RECORDED DATA Block Start

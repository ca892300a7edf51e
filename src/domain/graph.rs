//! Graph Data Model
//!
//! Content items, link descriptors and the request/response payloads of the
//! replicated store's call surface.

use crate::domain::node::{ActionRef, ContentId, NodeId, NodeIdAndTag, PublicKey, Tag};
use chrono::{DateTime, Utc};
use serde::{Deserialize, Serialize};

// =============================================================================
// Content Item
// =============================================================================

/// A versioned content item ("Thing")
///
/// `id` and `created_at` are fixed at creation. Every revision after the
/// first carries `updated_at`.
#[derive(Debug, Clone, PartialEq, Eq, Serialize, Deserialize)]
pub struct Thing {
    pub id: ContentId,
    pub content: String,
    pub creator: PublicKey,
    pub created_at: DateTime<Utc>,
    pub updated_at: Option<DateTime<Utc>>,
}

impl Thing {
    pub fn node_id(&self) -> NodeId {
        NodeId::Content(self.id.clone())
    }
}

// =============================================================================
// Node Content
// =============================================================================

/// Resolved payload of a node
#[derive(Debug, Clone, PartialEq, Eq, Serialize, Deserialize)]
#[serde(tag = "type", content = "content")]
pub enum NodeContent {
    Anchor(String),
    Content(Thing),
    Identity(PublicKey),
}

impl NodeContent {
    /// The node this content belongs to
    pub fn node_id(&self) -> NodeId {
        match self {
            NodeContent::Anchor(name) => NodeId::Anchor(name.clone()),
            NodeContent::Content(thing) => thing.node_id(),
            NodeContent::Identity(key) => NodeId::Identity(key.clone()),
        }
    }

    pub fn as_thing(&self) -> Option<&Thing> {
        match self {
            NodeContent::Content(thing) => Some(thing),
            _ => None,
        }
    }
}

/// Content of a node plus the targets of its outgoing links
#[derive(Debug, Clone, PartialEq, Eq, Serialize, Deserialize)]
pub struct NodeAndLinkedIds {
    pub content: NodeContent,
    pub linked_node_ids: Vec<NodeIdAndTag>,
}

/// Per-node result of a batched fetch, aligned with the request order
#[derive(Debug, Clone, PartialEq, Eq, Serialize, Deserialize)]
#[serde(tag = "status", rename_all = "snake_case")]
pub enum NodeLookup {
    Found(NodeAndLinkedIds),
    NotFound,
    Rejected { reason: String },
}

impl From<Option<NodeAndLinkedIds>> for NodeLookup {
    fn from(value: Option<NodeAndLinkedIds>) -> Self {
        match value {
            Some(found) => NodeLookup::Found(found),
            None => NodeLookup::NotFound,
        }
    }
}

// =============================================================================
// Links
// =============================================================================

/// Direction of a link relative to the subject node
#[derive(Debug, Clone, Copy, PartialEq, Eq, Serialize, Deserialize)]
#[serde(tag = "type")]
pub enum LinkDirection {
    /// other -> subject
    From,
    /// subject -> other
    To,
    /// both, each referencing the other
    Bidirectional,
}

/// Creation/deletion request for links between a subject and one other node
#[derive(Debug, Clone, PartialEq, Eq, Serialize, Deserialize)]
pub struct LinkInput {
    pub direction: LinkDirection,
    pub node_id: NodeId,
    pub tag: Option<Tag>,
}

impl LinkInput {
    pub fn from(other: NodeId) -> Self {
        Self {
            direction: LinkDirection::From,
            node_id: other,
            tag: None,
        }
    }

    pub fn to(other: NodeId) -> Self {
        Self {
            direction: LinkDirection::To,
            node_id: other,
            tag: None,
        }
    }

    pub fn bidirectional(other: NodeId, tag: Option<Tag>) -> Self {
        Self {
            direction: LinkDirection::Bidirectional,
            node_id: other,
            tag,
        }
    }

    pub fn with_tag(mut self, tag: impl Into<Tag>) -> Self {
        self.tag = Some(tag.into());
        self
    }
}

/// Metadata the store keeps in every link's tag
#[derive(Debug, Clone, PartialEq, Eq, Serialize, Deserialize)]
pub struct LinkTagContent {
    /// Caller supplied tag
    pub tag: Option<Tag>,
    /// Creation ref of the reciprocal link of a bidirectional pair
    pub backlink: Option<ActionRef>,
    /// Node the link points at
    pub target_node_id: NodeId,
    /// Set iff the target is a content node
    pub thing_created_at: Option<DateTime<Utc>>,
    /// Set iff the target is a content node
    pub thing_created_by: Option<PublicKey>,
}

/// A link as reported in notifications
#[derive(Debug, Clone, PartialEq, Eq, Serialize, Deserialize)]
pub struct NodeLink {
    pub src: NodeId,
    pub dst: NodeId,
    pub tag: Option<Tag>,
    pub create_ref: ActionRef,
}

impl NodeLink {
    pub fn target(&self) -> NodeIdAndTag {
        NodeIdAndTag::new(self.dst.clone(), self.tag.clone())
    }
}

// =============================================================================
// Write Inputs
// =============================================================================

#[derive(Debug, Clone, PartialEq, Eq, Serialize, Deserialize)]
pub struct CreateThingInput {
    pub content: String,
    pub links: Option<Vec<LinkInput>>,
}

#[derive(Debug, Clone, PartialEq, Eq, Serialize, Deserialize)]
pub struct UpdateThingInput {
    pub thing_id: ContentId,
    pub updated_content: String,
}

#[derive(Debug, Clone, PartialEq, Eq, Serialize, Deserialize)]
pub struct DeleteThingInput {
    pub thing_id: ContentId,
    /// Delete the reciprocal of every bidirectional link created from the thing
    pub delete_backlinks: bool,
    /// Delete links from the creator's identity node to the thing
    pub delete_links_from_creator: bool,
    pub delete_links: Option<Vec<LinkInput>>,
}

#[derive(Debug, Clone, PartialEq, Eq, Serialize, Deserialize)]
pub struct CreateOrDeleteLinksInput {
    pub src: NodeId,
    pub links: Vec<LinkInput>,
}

RECORDED DATA Block End
RECORDED DATA Block Start

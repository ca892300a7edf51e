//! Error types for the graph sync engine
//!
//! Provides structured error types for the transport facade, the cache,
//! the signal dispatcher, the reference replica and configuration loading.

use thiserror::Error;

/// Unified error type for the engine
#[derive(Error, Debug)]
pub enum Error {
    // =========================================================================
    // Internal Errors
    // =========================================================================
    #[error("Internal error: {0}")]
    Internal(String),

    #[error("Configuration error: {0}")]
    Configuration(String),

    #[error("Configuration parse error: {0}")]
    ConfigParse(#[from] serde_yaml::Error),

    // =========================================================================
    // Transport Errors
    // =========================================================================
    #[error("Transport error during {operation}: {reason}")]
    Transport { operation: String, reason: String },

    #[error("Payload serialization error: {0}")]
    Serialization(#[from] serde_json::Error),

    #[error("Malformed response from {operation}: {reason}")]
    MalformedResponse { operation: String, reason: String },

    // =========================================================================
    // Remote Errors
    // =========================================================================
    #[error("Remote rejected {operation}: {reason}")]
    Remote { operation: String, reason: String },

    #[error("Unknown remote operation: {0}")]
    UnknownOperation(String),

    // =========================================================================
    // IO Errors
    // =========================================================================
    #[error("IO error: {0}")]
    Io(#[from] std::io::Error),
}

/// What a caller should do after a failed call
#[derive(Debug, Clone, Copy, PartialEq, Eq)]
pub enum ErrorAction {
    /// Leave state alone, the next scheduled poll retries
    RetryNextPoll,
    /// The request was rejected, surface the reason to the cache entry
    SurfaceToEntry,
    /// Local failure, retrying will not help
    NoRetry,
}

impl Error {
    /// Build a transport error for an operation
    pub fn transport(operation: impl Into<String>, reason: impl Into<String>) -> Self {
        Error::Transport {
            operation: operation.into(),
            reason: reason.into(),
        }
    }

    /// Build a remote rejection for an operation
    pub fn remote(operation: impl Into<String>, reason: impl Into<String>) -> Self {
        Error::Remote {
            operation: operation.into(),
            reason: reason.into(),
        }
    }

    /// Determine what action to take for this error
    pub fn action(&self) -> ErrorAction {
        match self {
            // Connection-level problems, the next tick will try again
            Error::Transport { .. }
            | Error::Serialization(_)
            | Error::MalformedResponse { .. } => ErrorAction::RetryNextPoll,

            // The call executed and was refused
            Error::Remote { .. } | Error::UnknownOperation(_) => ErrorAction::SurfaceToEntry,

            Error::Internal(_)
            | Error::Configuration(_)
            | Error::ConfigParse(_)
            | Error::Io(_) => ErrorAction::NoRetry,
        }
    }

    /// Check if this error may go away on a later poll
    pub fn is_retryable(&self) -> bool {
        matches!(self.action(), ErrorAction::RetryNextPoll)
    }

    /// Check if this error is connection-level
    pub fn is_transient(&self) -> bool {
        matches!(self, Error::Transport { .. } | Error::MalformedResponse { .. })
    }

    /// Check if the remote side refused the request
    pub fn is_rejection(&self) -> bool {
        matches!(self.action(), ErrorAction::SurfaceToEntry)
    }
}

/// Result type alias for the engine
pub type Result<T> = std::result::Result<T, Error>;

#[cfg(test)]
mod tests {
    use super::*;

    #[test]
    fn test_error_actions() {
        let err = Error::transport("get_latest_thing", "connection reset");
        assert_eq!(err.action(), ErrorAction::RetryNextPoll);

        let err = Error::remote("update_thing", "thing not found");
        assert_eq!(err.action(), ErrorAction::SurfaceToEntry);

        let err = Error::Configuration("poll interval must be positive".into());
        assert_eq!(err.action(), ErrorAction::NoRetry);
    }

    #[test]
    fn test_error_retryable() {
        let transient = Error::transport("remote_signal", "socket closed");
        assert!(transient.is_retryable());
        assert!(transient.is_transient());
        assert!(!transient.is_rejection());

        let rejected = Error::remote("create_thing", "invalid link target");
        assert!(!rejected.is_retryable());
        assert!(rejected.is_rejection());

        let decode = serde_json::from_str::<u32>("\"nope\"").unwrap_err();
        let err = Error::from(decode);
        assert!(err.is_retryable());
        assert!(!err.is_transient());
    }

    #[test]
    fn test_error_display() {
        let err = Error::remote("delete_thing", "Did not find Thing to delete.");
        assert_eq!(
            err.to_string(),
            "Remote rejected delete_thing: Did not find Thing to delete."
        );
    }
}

RECORDED DATA Block End
RECORDED DATA Block Start

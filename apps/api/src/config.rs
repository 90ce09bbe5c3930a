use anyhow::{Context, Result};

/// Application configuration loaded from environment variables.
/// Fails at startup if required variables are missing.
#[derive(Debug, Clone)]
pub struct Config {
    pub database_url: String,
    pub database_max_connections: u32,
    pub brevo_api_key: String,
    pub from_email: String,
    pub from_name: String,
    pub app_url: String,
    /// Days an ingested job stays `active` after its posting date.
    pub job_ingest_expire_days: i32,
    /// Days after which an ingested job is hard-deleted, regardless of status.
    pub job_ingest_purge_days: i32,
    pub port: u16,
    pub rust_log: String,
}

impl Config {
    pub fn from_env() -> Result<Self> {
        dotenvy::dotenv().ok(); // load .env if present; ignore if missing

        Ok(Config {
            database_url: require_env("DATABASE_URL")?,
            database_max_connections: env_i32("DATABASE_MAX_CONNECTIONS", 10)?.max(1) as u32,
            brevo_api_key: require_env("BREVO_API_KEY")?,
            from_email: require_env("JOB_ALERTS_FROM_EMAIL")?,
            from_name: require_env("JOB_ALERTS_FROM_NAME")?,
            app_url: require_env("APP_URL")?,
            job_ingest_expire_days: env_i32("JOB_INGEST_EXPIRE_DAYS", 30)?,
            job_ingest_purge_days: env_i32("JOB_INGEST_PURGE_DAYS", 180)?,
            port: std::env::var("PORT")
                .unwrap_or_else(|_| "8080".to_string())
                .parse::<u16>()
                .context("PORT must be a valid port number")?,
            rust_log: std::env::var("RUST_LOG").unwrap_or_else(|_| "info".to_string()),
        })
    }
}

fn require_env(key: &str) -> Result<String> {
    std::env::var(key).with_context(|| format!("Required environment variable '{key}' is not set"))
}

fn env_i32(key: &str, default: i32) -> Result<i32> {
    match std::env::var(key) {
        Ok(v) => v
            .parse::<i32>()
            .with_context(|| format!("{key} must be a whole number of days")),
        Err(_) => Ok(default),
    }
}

RECORDED DATA Block End

▸ ASSIGNMENT
Working from the entries above, filter out every line that lacks "matches" and copy what remains.

▸ EXPECTED ANSWER
        matches!(self.action(), ErrorAction::RetryNextPoll)
        matches!(self, Error::Transport { .. } | Error::MalformedResponse { .. })
        matches!(self.action(), ErrorAction::SurfaceToEntry)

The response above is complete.